On a du mal à comprendre tout de même pourquoi ces évacuations sanitaires arrivent maintenant et qu’elles n’aient pas eu lieu durant le pic épidémique.

Pr. Pierre Carli : “C’est une question qui est très bonne et qu’il faut bien comprendre. En fait, une évacuation, c’est quelque chose qui est une brique qui participe à une action globale. La lutte contre le covid, on la connaît malheureusement maintenant beaucoup mieux. Nous avons été confrontés nous-mêmes, à Paris, exactement à la situation que vous vivez. Et là on sait que les choses qui payent, c’est la vaccination. Il faut vacciner, mais vacciner ça prend du temps pour développer l’immunité. Pendant ce temps-là, il faut confiner. Confiner durement. Quand on dit durement, c’est vraiment durement car c’est quelque chose qui nous impacte tous, qui est vraiment difficile et qu’on a vécu. Il faut aussi augmenter les capacités de soin et pour ça, il faut mobiliser toutes les ressources, toutes les filières de soin sont converties vers le covid et des renforts viennent pour augmenter cette capacité, créer de nouvelles réanimation, de nouveaux lits. Mais tout ceci a une limite, et cette limite c’est la saturation de la réanimation puisque les patients s’y accumulent, ils restent longtemps en réanimation. Ce que nous faisons avec ce transfert, c’est permettre à un nombre de patients sortant de cette réanimation de redonner au système la possibilité d’évoluer et de tourner vite. C’est ça l’objectif, et c’est un objectif qui bénéficie à tout le monde”.

La méfiance envers les médecins du Taaone, elle est très présente en ce moment en Polynésie. Ils sont accusés notamment de pratiquer l’euthanasie par un élu local. On imagine que cela vous fait réagir.
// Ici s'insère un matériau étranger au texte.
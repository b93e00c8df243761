//! Perspective orbit camera.

use glam::{Mat4, Vec2, Vec3};

pub const DEFAULT_FOV_Y: f32 = std::f32::consts::FRAC_PI_4;
pub const NEAR: f32 = 0.1;
pub const FAR: f32 = 1000.0;
pub const MIN_DISTANCE: f32 = 1.5;
pub const MAX_DISTANCE: f32 = 50.0;

/// Radians of orbit per pixel of mouse motion.
pub const ROTATE_SPEED: f32 = 0.005;

// keeps the eye off the poles where the up vector degenerates
const MIN_POLAR: f32 = 0.01;

/// Camera orbiting a target point.
///
/// Input is accumulated by [`Camera::rotate`] and [`Camera::zoom`] and
/// released gradually by [`Camera::update`], once per frame.
#[derive(Debug, Clone)]
pub struct Camera {
    eye: Vec3,
    target: Vec3,
    up: Vec3,
    fov_y: f32,
    aspect: f32,
    damping: f32,
    pending_orbit: Vec2,
    pending_zoom: f32,
    view: Mat4,
    projection: Mat4,
}

impl Camera {
    pub fn new(eye: Vec3, target: Vec3) -> Self {
        let mut camera = Self {
            eye,
            target,
            up: Vec3::Y,
            fov_y: DEFAULT_FOV_Y,
            aspect: 1.0,
            damping: 0.2,
            pending_orbit: Vec2::ZERO,
            pending_zoom: 0.0,
            view: Mat4::IDENTITY,
            projection: Mat4::IDENTITY,
        };
        camera.update_view_matrix();
        camera.update_projection_matrix();
        camera
    }

    /// Fraction of pending motion applied per update, in `(0, 1]`.
    pub fn with_damping(mut self, damping: f32) -> Self {
        self.damping = damping.clamp(f32::EPSILON, 1.0);
        self
    }

    pub fn set_aspect_ratio(&mut self, aspect: f32) {
        if aspect.is_finite() && aspect > 0.0 {
            self.aspect = aspect;
        }
    }

    pub fn update_projection_matrix(&mut self) {
        self.projection = Mat4::perspective_rh(self.fov_y, self.aspect, NEAR, FAR);
    }

    /// Queue an orbit by `delta` radians (azimuth, polar).
    pub fn rotate(&mut self, delta: Vec2) {
        self.pending_orbit += delta;
    }

    /// Queue a zoom; positive values move the eye away from the target.
    pub fn zoom(&mut self, delta: f32) {
        self.pending_zoom += delta;
    }

    /// Apply part of the pending motion and refresh the view matrix.
    pub fn update(&mut self) {
        let orbit = self.pending_orbit * self.damping;
        let zoom = self.pending_zoom * self.damping;
        self.pending_orbit -= orbit;
        self.pending_zoom -= zoom;

        if orbit != Vec2::ZERO || zoom != 0.0 {
            let offset = self.eye - self.target;
            let radius = offset.length();
            let azimuth = offset.x.atan2(offset.z) - orbit.x;
            let polar = ((offset.y / radius).clamp(-1.0, 1.0).acos() - orbit.y)
                .clamp(MIN_POLAR, std::f32::consts::PI - MIN_POLAR);
            let radius = (radius * zoom.exp()).clamp(MIN_DISTANCE, MAX_DISTANCE);

            self.eye = self.target
                + radius
                    * Vec3::new(
                        polar.sin() * azimuth.sin(),
                        polar.cos(),
                        polar.sin() * azimuth.cos(),
                    );
        }

        self.update_view_matrix();
    }

    fn update_view_matrix(&mut self) {
        self.view = Mat4::look_at_rh(self.eye, self.target, self.up);
    }

    pub fn eye(&self) -> Vec3 {
        self.eye
    }

    pub fn distance(&self) -> f32 {
        (self.eye - self.target).length()
    }

    pub fn aspect_ratio(&self) -> f32 {
        self.aspect
    }

    pub fn view_matrix(&self) -> Mat4 {
        self.view
    }

    pub fn projection_matrix(&self) -> Mat4 {
        self.projection
    }

    pub fn view_proj(&self) -> Mat4 {
        self.projection * self.view
    }
}

impl Default for Camera {
    fn default() -> Self {
        Self::new(Vec3::new(0.0, 0.0, 5.0), Vec3::ZERO)
    }
}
Pr. Pierre Carli : “Dans cette crise, il y a toujours des réactions irrationnelles. Nous n’étions pas là au moment que vous évoquez, au moment où des centaines de patients se présentaient à l’hôpital, mais nous avons vu le travail qu’ils ont fait, nous les avons suivi à distance et nous avons vu le résultat aujourd’hui. Vous avez des équipes formidables de soignants en Polynésie. Des aides soignantes, des infirmières, des infirmières spécialisées, des médecins réanimateurs : ils ont donné tout ce qu’ils pouvaient dans cette crise. Et croyez-moi, quand on voit nous ce que nous avons fait et ce qu’ils ont fait, ils ont très vite assimilé de nombreuses notions, ils ont très vite utilisé des astuces, des constructions qui permettent d’aller très vite et de faire un résultat fantastique en terme de qualité”.
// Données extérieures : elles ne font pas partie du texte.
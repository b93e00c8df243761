//! Bind group layouts for the scene, blur and composite passes.

use wgpu::{BindGroupLayout, BindGroupLayoutEntry, Device, ShaderStages};

/// Builder that numbers bindings in the order they are added.
pub struct BindGroupLayoutBuilder {
    label: &'static str,
    visibility: ShaderStages,
    entries: Vec<BindGroupLayoutEntry>,
}

impl BindGroupLayoutBuilder {
    pub fn new(label: &'static str, visibility: ShaderStages) -> Self {
        Self {
            label,
            visibility,
            entries: Vec::new(),
        }
    }

    fn push(mut self, ty: wgpu::BindingType) -> Self {
        self.entries.push(BindGroupLayoutEntry {
            binding: self.entries.len() as u32,
            visibility: self.visibility,
            ty,
            count: None,
        });
        self
    }

    pub fn uniform(self) -> Self {
        self.push(wgpu::BindingType::Buffer {
            ty: wgpu::BufferBindingType::Uniform,
            has_dynamic_offset: false,
            min_binding_size: None,
        })
    }

    pub fn texture_2d(self) -> Self {
        self.push(wgpu::BindingType::Texture {
            sample_type: wgpu::TextureSampleType::Float { filterable: true },
            view_dimension: wgpu::TextureViewDimension::D2,
            multisampled: false,
        })
    }

    pub fn sampler(self) -> Self {
        self.push(wgpu::BindingType::Sampler(
            wgpu::SamplerBindingType::Filtering,
        ))
    }

    pub fn len(&self) -> usize {
        self.entries.len()
    }

    pub fn is_empty(&self) -> bool {
        self.entries.is_empty()
    }

    pub fn build(self, device: &Device) -> BindGroupLayout {
        device.create_bind_group_layout(&wgpu::BindGroupLayoutDescriptor {
            label: Some(self.label),
            entries: &self.entries,
        })
    }
}

/// Program uniforms, read by both shader stages.
pub fn create_program_layout(device: &Device) -> BindGroupLayout {
    BindGroupLayoutBuilder::new(
        "program_bind_group_layout",
        ShaderStages::VERTEX | ShaderStages::FRAGMENT,
    )
    .uniform()
    .build(device)
}

/// Blur direction uniform, source texture, sampler.
pub fn create_blur_layout(device: &Device) -> BindGroupLayout {
    BindGroupLayoutBuilder::new("blur_bind_group_layout", ShaderStages::FRAGMENT)
        .uniform()
        .texture_2d()
        .sampler()
        .build(device)
}

/// Scene texture, blurred bloom texture, sampler.
pub fn create_composite_layout(device: &Device) -> BindGroupLayout {
    BindGroupLayoutBuilder::new("composite_bind_group_layout", ShaderStages::FRAGMENT)
        .texture_2d()
        .texture_2d()
        .sampler()
        .build(device)
}
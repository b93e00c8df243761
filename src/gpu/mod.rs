//! GPU rendering using wgpu.
//!
//! Provides the device context, offscreen render targets, scene shader
//! programs and the multi-pass frame renderer (scene with bright-pass
//! extraction, ping-pong Gaussian blur, additive composite).

pub mod context;
pub mod frame_graph;
pub mod layouts;
pub mod mesh;
pub mod pipelines;
pub mod postprocess;
pub mod program;
pub mod renderer;
pub mod textures;

pub use context::{GpuContext, GpuError};
pub use frame_graph::{BloomSource, BlurStep, FramePlan, FrameStage};
pub use mesh::GpuMesh;
pub use postprocess::BloomChain;
pub use program::{Jitter, NoiseParams, ProgramKind, ShaderParameters, ShaderProgram};
pub use renderer::{FrameRenderer, RendererConfig, ScenePass, DEFAULT_BLUR_ITERATIONS};
pub use textures::{ReadbackBuffer, RenderTarget};
//! Benchmarks for per-frame audio analysis.

use std::f32::consts::PI;

use criterion::{black_box, criterion_group, criterion_main, BenchmarkId, Criterion, Throughput};
use sonosphere::audio::{
    AudioFeatureExtractor, ByteAnalyser, Track, WindowAnalyser, DEFAULT_FFT_SIZE,
};

const SAMPLE_RATE: u32 = 44100;

fn generate_sine(freq: f32, num_samples: usize) -> Vec<f32> {
    (0..num_samples)
        .map(|i| (2.0 * PI * freq * i as f32 / SAMPLE_RATE as f32).sin())
        .collect()
}

fn bench_byte_spectrum(c: &mut Criterion) {
    let mut group = c.benchmark_group("Byte Spectrum");

    for fft_size in [512, 1024, 2048, 4096] {
        let samples = generate_sine(1000.0, fft_size);

        group.throughput(Throughput::Elements(fft_size as u64));
        group.bench_with_input(BenchmarkId::new("frequency_bytes", fft_size), &fft_size, |b, &size| {
            let mut analyser = ByteAnalyser::new(size);
            let mut out = vec![0u8; analyser.bin_count()];
            b.iter(|| {
                analyser.frequency_bytes(black_box(&samples), &mut out);
                black_box(&out);
            });
        });
    }

    group.finish();
}

fn bench_feature_extraction(c: &mut Criterion) {
    let track = Track::new(generate_sine(440.0, SAMPLE_RATE as usize), SAMPLE_RATE);
    track.set_playing(true);
    track.advance(DEFAULT_FFT_SIZE * 4);

    let mut analyser = WindowAnalyser::new(track, DEFAULT_FFT_SIZE);
    let mut extractor = AudioFeatureExtractor::new(DEFAULT_FFT_SIZE / 2);

    c.bench_function("extract_features", |b| {
        b.iter(|| black_box(extractor.extract(Some(&mut analyser))));
    });
}

criterion_group!(benches, bench_byte_spectrum, bench_feature_extraction);
criterion_main!(benches);
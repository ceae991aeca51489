//! `/posts` handlers.

use crate::error::{AppError, ErrorBody};
use crate::extractors::ApiJson;
use crate::model::{CreatePost, Post};
use crate::response::{created, Created};
use crate::service::{PostService, RequestValidator, UsuarioService};
use crate::state::AppState;
use axum::{extract::State, response::IntoResponse, Json};

pub const NOT_FOUND: &str = "Post não encontrado";
pub const LIST_FAILED: &str = "Erro ao listar os posts";

/// Criar um novo post
#[utoipa::path(
    post,
    path = "/posts",
    tag = "Posts",
    request_body = CreatePost,
    responses(
        (status = 201, description = "Post criado com sucesso", body = Created),
        (status = 400, description = "Requisição inválida, dados obrigatórios não fornecidos", body = ErrorBody),
        (status = 404, description = "Usuário não encontrado", body = ErrorBody)
    )
)]
pub async fn create_post(
    State(state): State<AppState>,
    ApiJson(body): ApiJson<CreatePost>,
) -> Result<impl IntoResponse, AppError> {
    let novo = RequestValidator::new_post(body)?;
    if UsuarioService::find_by_id(&state.pool, novo.usuario_id).await?.is_none() {
        return Err(AppError::NotFound(super::usuarios::NOT_FOUND.into()));
    }
    let id = PostService::insert(&state.pool, &novo).await?;
    tracing::info!(post = %novo.with_id(id), "post created");
    Ok(created("Post criado", id))
}

/// Listar todos os posts
#[utoipa::path(
    get,
    path = "/posts",
    tag = "Posts",
    responses(
        (status = 200, description = "Lista de posts", body = [Post]),
        (status = 500, description = "Erro interno do servidor", body = ErrorBody)
    )
)]
pub async fn list_posts(State(state): State<AppState>) -> Result<Json<Vec<Post>>, AppError> {
    let posts = PostService::find_all(&state.pool)
        .await
        .map_err(|source| AppError::Internal {
            message: LIST_FAILED,
            source,
        })?;
    Ok(Json(posts))
}
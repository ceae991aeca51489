//! Persistence for `comentario`.

use crate::model::{Comentario, NovoComentario};
use sqlx::SqlitePool;

const SELECT_COLUMNS: &str = "SELECT id, conteudo, usuario_id, post_id FROM comentario";

pub struct ComentarioService;

impl ComentarioService {
    pub async fn insert(pool: &SqlitePool, novo: &NovoComentario) -> sqlx::Result<i64> {
        let sql = "INSERT INTO comentario (conteudo, usuario_id, post_id) VALUES (?, ?, ?)";
        tracing::debug!(sql = %sql, usuario_id = novo.usuario_id, post_id = novo.post_id, "query");
        let result = sqlx::query(sql)
            .bind(&novo.conteudo)
            .bind(novo.usuario_id)
            .bind(novo.post_id)
            .execute(pool)
            .await?;
        Ok(result.last_insert_rowid())
    }

    pub async fn find_by_id(pool: &SqlitePool, id: i64) -> sqlx::Result<Option<Comentario>> {
        let sql = format!("{} WHERE id = ?", SELECT_COLUMNS);
        tracing::debug!(sql = %sql, id, "query");
        sqlx::query_as::<_, Comentario>(&sql).bind(id).fetch_optional(pool).await
    }

    pub async fn find_all(pool: &SqlitePool) -> sqlx::Result<Vec<Comentario>> {
        let sql = format!("{} ORDER BY id", SELECT_COLUMNS);
        tracing::debug!(sql = %sql, "query");
        sqlx::query_as::<_, Comentario>(&sql).fetch_all(pool).await
    }
}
Dr. François Braun : “Vous savez, nos collègues de Polynésie ont mieux travaillé que nous pendant cette première vague. Il faut être très clair : moi je ne travaille pas à Paris, je travaille dans l’Est de la France. C’est nous qui avons pris le début de cette crise. Notre réaction a été beaucoup plus lente. Là nous avons des collègues qui ont réagi très vite, en moins de deux semaines, qui ont mis l’hôpital en marche, qui ont travaillé sans compter. Franchement, nous avons été très impressionnés par la réactivité et par le travail qui a été mené sur place”.